Back to TL;DR. After a three year hiatus blogging I started again last week. I noticed an uptick in page views. I checked to see which post was generating the most traffic and it was a post titled "Self Portrait." It is a fairly short post but, more importantly, it is the only post I have ever made that has an image embedded. It's a photo of me in a costume at a Halloween party years ago. I've been thinking that whenever the traffic runs low on my blog I'll just recycle that post and, voila, the masses will coming running for a quick sugar rush!
Professor Quest said…
Interesting thing... I do little to promote this sucky old blog, yet it has had over 40,000 hits. Most were search engine hits. The posts with the highest hit counts are almost always due to the images (a cliff, an ancient cell phone). The next highest are due to topics that get Googled with some frequency: arguments against the liberal arts and an analysis of F. Scott's Fitzgerald's adverbs. One early post I write about grading attendance was linked by someone in the comments section of a Chronicle of Education article and that boosted its hit count. It's nice to be read, but I write because I get the itch to work something out in my head and writing is the way I do that. The fact there is an audience, however small, keeps me honest. It also tends to shew away the self-laceration that so often permeates my personal journal.
Anti-Dada said…
I understand what you mean.
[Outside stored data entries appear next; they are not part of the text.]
use std::sync::Mutex;
use std::time::Duration;

use serde::{Deserialize, Serialize};
use tracing::{debug, info, warn};

use crate::sequence::SetKind;

/// Something worth reporting while a scenario runs.
#[derive(Debug, Clone, PartialEq, Serialize, Deserialize)]
#[serde(tag = "event", rename_all = "snake_case")]
pub enum DiagnosticEvent {
    RunStarted {
        always_sequences: usize,
        eventually_sequences: usize,
        timeout: Duration,
    },
    SequenceAdvanced {
        set: SetKind,
        sequence: usize,
        position: usize,
        description: String,
        tick: u64,
    },
    InvariantViolated {
        sequence: usize,
        position: usize,
        description: String,
        tick: u64,
        timestamp: f64,
    },
    MilestonesReached {
        tick: u64,
        timestamp: f64,
    },
    TimedOut {
        ticks: u64,
        pending: Vec<String>,
    },
    Aborted {
        ticks: u64,
    },
    EvaluationFailed {
        set: SetKind,
        description: String,
        message: String,
        tick: u64,
    },
}

/// Receives engine diagnostics; handed to the orchestrator at construction.
pub trait DiagnosticsSink: Send + Sync {
    fn record(&self, event: &DiagnosticEvent);
}

/// Forwards diagnostics as structured `tracing` events.
#[derive(Debug, Clone, Copy, Default)]
pub struct TracingSink;

impl DiagnosticsSink for TracingSink {
    fn record(&self, event: &DiagnosticEvent) {
        match event {
            DiagnosticEvent::RunStarted {
                always_sequences,
                eventually_sequences,
                timeout,
            } => info!(
                always_sequences,
                eventually_sequences,
                timeout_ms = timeout.as_millis() as u64,
                "Scenario started"
            ),
            DiagnosticEvent::SequenceAdvanced {
                set,
                sequence,
                position,
                description,
                tick,
            } => debug!(?set, sequence, position, tick, %description, "Sequence advanced"),
            DiagnosticEvent::InvariantViolated {
                sequence,
                position,
                description,
                tick,
                timestamp,
            } => warn!(sequence, position, tick, timestamp, %description, "Invariant violated"),
            DiagnosticEvent::MilestonesReached { tick, timestamp } => {
                info!(tick, timestamp, "Milestones reached")
            }
            DiagnosticEvent::TimedOut { ticks, pending } => {
                warn!(ticks, ?pending, "Scenario timed out")
            }
            DiagnosticEvent::Aborted { ticks } => info!(ticks, "Scenario aborted"),
            DiagnosticEvent::EvaluationFailed {
                set,
                description,
                message,
                tick,
            } => warn!(?set, tick, %description, %message, "Validation raised an error"),
        }
    }
}

/// Buffers every event for later inspection.
#[derive(Debug, Default)]
pub struct MemorySink {
    events: Mutex<Vec<DiagnosticEvent>>,
}

impl MemorySink {
    pub fn new() -> Self {
        Self::default()
    }

    pub fn events(&self) -> Vec<DiagnosticEvent> {
        self.events
            .lock()
            .map(|events| events.clone())
            .unwrap_or_default()
    }
}

impl DiagnosticsSink for MemorySink {
    fn record(&self, event: &DiagnosticEvent) {
        if let Ok(mut events) = self.events.lock() {
            events.push(event.clone());
        }
    }
}
use crate::error::EvaluationError;
use crate::geom::{Point, Segment};
use crate::validation::{Validation, ValidationGeometry, ValidationStatus};
use crate::world::World;

/// Backwards travel tolerated between ticks, to absorb tracking noise.
pub const DEFAULT_BACKWARD_TOLERANCE_M: f64 = 0.01;

/// Fails on any tick where the ball's x position falls more than the
/// tolerance behind the furthest-forward x it has reached, until the ball is
/// scored. Scoring latches the check passing.
#[derive(Debug, Clone)]
pub struct BallAlwaysMovesForward {
    tolerance: f64,
    furthest: Option<Point>,
    scored: bool,
}

impl BallAlwaysMovesForward {
    pub fn new(tolerance: f64) -> Self {
        Self {
            tolerance,
            furthest: None,
            scored: false,
        }
    }
}

impl Default for BallAlwaysMovesForward {
    fn default() -> Self {
        Self::new(DEFAULT_BACKWARD_TOLERANCE_M)
    }
}

impl Validation for BallAlwaysMovesForward {
    fn evaluate(&mut self, world: &World) -> Result<ValidationStatus, EvaluationError> {
        if self.scored {
            return Ok(ValidationStatus::Passing);
        }
        let ball = world.ball.position;
        if world.field.enemy_goal().contains(ball) {
            self.scored = true;
            return Ok(ValidationStatus::Passing);
        }

        let furthest = match self.furthest {
            Some(furthest) if furthest.x >= ball.x => furthest,
            _ => {
                self.furthest = Some(ball);
                ball
            }
        };
        Ok(if ball.x < furthest.x - self.tolerance {
            ValidationStatus::Failing
        } else {
            ValidationStatus::Passing
        })
    }

    fn geometry(&self, world: &World) -> ValidationGeometry {
        let ball = world.ball.position;
        let geometry = ValidationGeometry::default().with_point(ball);
        match self.furthest {
            Some(furthest) => geometry.with_segment(Segment::new(furthest, ball)),
            None => geometry,
        }
    }

    fn describe(&self) -> String {
        "Checking that the ball always moves forward until it is scored".to_string()
    }
}
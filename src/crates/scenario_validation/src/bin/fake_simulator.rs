//! Scripted stand-in for the physics simulator, used by the end-to-end tests.
//!
//! Robot 0 holds the ball at centre field. After a `normal_start` or
//! `force_start` referee command the ball rolls towards robot 1, which traps it.

use std::io::{self, BufRead, Write};
use std::sync::atomic::{AtomicBool, Ordering};
use std::sync::{mpsc, Arc};
use std::thread;
use std::time::Duration;

use scenario_validation::geom::{Point, Vector};
use scenario_validation::world::{BallState, RobotState, World};
use scenario_validation::{ControlMessage, RefereeCommand};
use tracing::{debug, info};

const TICK: Duration = Duration::from_millis(10);
const KICK_SPEED_M_PER_S: f64 = 2.0;
const RECEIVER_X: f64 = 1.5;

fn main() -> Result<(), Box<dyn std::error::Error>> {
    tracing_subscriber::fmt()
        .with_env_filter(tracing_subscriber::EnvFilter::from_default_env())
        .with_writer(io::stderr)
        .init();

    let options = Options::parse(std::env::args().skip(1));

    let running = Arc::new(AtomicBool::new(true));
    let (control_tx, control_rx) = mpsc::channel();
    spawn_control_reader(control_tx, running.clone());

    let stdout = io::stdout();
    let mut out = stdout.lock();
    writeln!(out, "fake simulator ready")?;
    out.flush()?;

    let kicker = RobotState::stationary(0, Point::new(-0.15, 0.0), 0.0);
    let receiver = RobotState::stationary(1, Point::new(RECEIVER_X, 0.0), std::f64::consts::PI);
    let mut ball = BallState::default();

    for tick in 0..options.max_ticks {
        if !running.load(Ordering::SeqCst) {
            break;
        }

        while let Ok(message) = control_rx.try_recv() {
            match message {
                ControlMessage::RefereeCommand {
                    command: RefereeCommand::NormalStart | RefereeCommand::ForceStart,
                    ..
                } => {
                    info!(tick, "kick released");
                    ball.velocity = Vector::new(KICK_SPEED_M_PER_S, 0.0);
                }
                other => debug!(?other, "ignoring control message"),
            }
        }

        let dt = TICK.as_secs_f64();
        ball.position = ball.position + ball.velocity.scale(dt);
        if receiver.is_near_dribbler(ball.position, 0.0) {
            ball.velocity = Vector::default();
        }

        if options.malformed_snapshots {
            writeln!(out, r#"{{"timestamp": "tick {tick}", "ball": {{}}}}"#)?;
        } else {
            let world = World::new(tick as f64 * dt, ball)
                .with_friendly_robot(kicker)
                .with_friendly_robot(receiver)
                .with_enemy_robot(RobotState::stationary(0, Point::new(1.0, 2.5), 0.0));
            writeln!(out, "{}", serde_json::to_string(&world)?)?;
        }
        out.flush()?;

        thread::sleep(TICK);
    }

    Ok(())
}

struct Options {
    max_ticks: u64,
    malformed_snapshots: bool,
}

impl Options {
    fn parse(mut args: impl Iterator<Item = String>) -> Self {
        let mut options = Options {
            max_ticks: 1_000,
            malformed_snapshots: false,
        };
        while let Some(arg) = args.next() {
            match arg.as_str() {
                "--ticks" => {
                    if let Some(ticks) = args.next().and_then(|value| value.parse().ok()) {
                        options.max_ticks = ticks;
                    }
                }
                "--malformed-snapshots" => options.malformed_snapshots = true,
                other => debug!(other, "ignoring unknown argument"),
            }
        }
        options
    }
}

/// Forward control messages from stdin; EOF stops the simulation.
fn spawn_control_reader(tx: mpsc::Sender<ControlMessage>, running: Arc<AtomicBool>) {
    thread::spawn(move || {
        let stdin = io::stdin();
        for line in stdin.lock().lines().map_while(Result::ok) {
            match serde_json::from_str(&line) {
                Ok(message) => {
                    if tx.send(message).is_err() {
                        break;
                    }
                }
                Err(err) => debug!(%err, "ignoring malformed control line"),
            }
        }
        running.store(false, Ordering::SeqCst);
    });
}
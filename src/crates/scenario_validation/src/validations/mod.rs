//! Concrete checks over world snapshots.
//!
//! Each check reports `Passing`/`Failing` per tick; wrap it with
//! [`Temporal`](crate::temporal::Temporal) to decide how that verdict persists.

mod ball_enters_region;
mod ball_kicked;
mod ball_moves_forward;
mod kicker_double_touch;
mod robot_enters_region;
mod robot_received_ball;
mod robots_avoid_ball;
mod robots_halt;

pub use ball_enters_region::BallEntersRegion;
pub use ball_kicked::{BallKicked, DEFAULT_DIRECTION_TOLERANCE_RAD, DEFAULT_KICK_SPEED_M_PER_S};
pub use ball_moves_forward::{BallAlwaysMovesForward, DEFAULT_BACKWARD_TOLERANCE_M};
pub use kicker_double_touch::{
    kicker_always_not_double_touch, kicker_eventually_double_touch, KickerDoubleTouch,
    DEFAULT_TOUCH_TOLERANCE_M, KICKOFF_DOUBLE_TOUCH_M,
};
pub use robot_enters_region::RobotEntersRegion;
pub use robot_received_ball::RobotReceivedBall;
pub use robots_avoid_ball::RobotsAvoidBall;
pub use robots_halt::{RobotsHalt, DEFAULT_HALT_SPEED_M_PER_S};

use crate::geom::Region;
use crate::validation::ValidationGeometry;

fn region_geometry(regions: &[Region]) -> ValidationGeometry {
    regions
        .iter()
        .fold(ValidationGeometry::default(), |geometry, region| match region {
            Region::Rectangle(rectangle) => geometry.with_polygon(rectangle.to_polygon()),
            Region::Circle(circle) => geometry.with_circle(*circle),
            Region::Polygon(polygon) => geometry.with_polygon(polygon.clone()),
        })
}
Your hit count dwarfs mine (true, I've been negligent for three years), but it's really about having a forum to express myself. I can experiment, try different styles of writing, write about stuff that no one else in the world but me cares about, and just have a jolly good time. I admit to feeling pleased that someone has read what I've written, but it's not why I write on the blog. I do find that merely publishing it online makes me more motivated to keep writing than if files of my writing sit inaccessible and unread on my hard drive. Anyway, it's good to be back. I like your new blog layout, too.